Commission européenne

La décision de la Commission européenne est un signal pour que la Russie continue de bloquer le corridor céréalier


Enfin, la Commission européenne a rendu une décision sur l'importation de céréales et d'huile d'Ukraine vers la Pologne, la Hongrie, la Roumanie, la Bulgarie et la Slovaquie. Il a des côtés positifs et négatifs.

Cette opinion a été exprimée dans Telegram par le vice-président pour l'éducation économique, maître de conférences à la Kyiv School of Economics Oleg Nivyevsky.

Selon lui, il est bon que la Commission européenne reconnaisse les allégations des partenaires sur la participation de l'Ukraine à l'effondrement des prix comme non fondées.
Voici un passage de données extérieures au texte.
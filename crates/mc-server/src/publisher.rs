//! Artifact publisher: resolves download names and streams artifacts.

use std::path::PathBuf;

use axum::body::Body;
use axum::http::{header, HeaderValue, StatusCode};
use axum::response::{IntoResponse, Response};
use futures::TryStreamExt;
use tokio_util::io::ReaderStream;

use mc_core::{Error, Result, TargetFormat};

use crate::storage::StorageLayout;

/// Serves files out of the output directory by name.
#[derive(Debug, Clone)]
pub struct ArtifactPublisher {
    storage: StorageLayout,
}

/// An opened artifact ready to be streamed.
#[derive(Debug)]
pub struct ArtifactStream {
    pub filename: String,
    pub path: PathBuf,
    pub len: u64,
    file: tokio::fs::File,
}

impl ArtifactPublisher {
    pub fn new(storage: StorageLayout) -> Self {
        Self { storage }
    }

    /// Open the artifact named `requested`.
    ///
    /// Directory segments are stripped before the lookup, so the result is
    /// always a regular file directly inside the output directory. Files are
    /// never removed after being served.
    pub async fn fetch(&self, requested: &str) -> Result<ArtifactStream> {
        let not_found = || Error::not_found("artifact", requested);

        let path = self.storage.artifact_path(requested).ok_or_else(not_found)?;
        let meta = match tokio::fs::metadata(&path).await {
            Ok(m) if m.is_file() => m,
            Ok(_) => return Err(not_found()),
            Err(e) if e.kind() == std::io::ErrorKind::NotFound => return Err(not_found()),
            Err(e) => return Err(e.into()),
        };
        let file = tokio::fs::File::open(&path).await?;

        let filename = path
            .file_name()
            .map(|n| n.to_string_lossy().to_string())
            .unwrap_or_default();

        Ok(ArtifactStream {
            filename,
            path,
            len: meta.len(),
            file,
        })
    }
}

impl ArtifactStream {
    pub fn content_type(&self) -> &'static str {
        let ext = self
            .path
            .extension()
            .and_then(|e| e.to_str())
            .map(str::to_ascii_lowercase);
        match ext.as_deref() {
            Some("mp3") => TargetFormat::Audio.content_type(),
            Some("mp4") => TargetFormat::Video.content_type(),
            _ => "application/octet-stream",
        }
    }

    fn content_disposition(&self) -> HeaderValue {
        let safe: String = self
            .filename
            .chars()
            .filter(|c| *c != '"' && *c != '\\' && !c.is_control())
            .collect();
        HeaderValue::from_str(&format!("attachment; filename=\"{safe}\""))
            .unwrap_or_else(|_| HeaderValue::from_static("attachment"))
    }
}

impl IntoResponse for ArtifactStream {
    fn into_response(self) -> Response {
        let content_type = self.content_type();
        let disposition = self.content_disposition();
        let filename = self.filename;

        let stream = ReaderStream::new(self.file).inspect_err(move |e| {
            tracing::error!(filename = %filename, "Error while streaming artifact: {e}");
        });

        (
            StatusCode::OK,
            [
                (header::CONTENT_TYPE, HeaderValue::from_static(content_type)),
                (header::CONTENT_LENGTH, HeaderValue::from(self.len)),
                (header::CONTENT_DISPOSITION, disposition),
            ],
            Body::from_stream(stream),
        )
            .into_response()
    }
}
« Les principaux problèmes sont les coûts/problèmes logistiques et le stockage encombré. Mais il n'y a pas de données ni de note analytique. Eh bien, des entreprises non ukrainiennes ont acheté et martelé du stockage », ajoute l'expert.

Nivjewski pense que si l'interdiction du blé, du maïs, du tournesol et du canola fonctionne, d'autres positions rebelles seront supprimées. Il y aura un transit par ces cinq pays, et il y aura également des importations vers d'autres pays de l'UE.

Ce qu'il trouve mauvais dans cette décision, c'est un coup porté à l'unité de l'UE.

« Au contraire, la Commission européenne a trouvé une base légale. Où les analystes et les politiciens de la CE ont-ils cherché à passer à côté d'un tel problème. Ce n'est pas bon », a écrit l'expert.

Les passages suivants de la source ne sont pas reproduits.